What you have to do:
Number of lines with "HttpRemote" in the listing: report it, and nothing else.

Records supplied:
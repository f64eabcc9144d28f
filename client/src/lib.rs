//! # Paddock Client
//!
//! Optimistic mutations against the Paddock entity service.
//!
//! [`OptimisticClient`] keeps a [`QueryCache`](paddock_engine::QueryCache)
//! of entity collections. Creates, updates, and deletes show up in the cache
//! immediately and are reconciled or rolled back once the [`Remote`]
//! answers.
//!
//! ```rust,no_run
//! use paddock_client::{HttpRemote, OptimisticClient};
//! use serde_json::json;
//!
//! # async fn run() -> paddock_client::Result<()> {
//! let mut client = OptimisticClient::new(HttpRemote::from_env()?);
//! client.refresh("batch").await?;
//!
//! let draft = json!({"species": "Catfish", "quantity": 500});
//! let record = client
//!     .create("batch", draft.as_object().cloned().unwrap_or_default())
//!     .await?;
//! println!("created {}", record.id);
//! # Ok(())
//! # }
//! ```

pub mod client;
pub mod error;
pub mod remote;

pub use client::OptimisticClient;
pub use error::{ClientError, Result};
pub use remote::{HttpRemote, Remote};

Response below:
3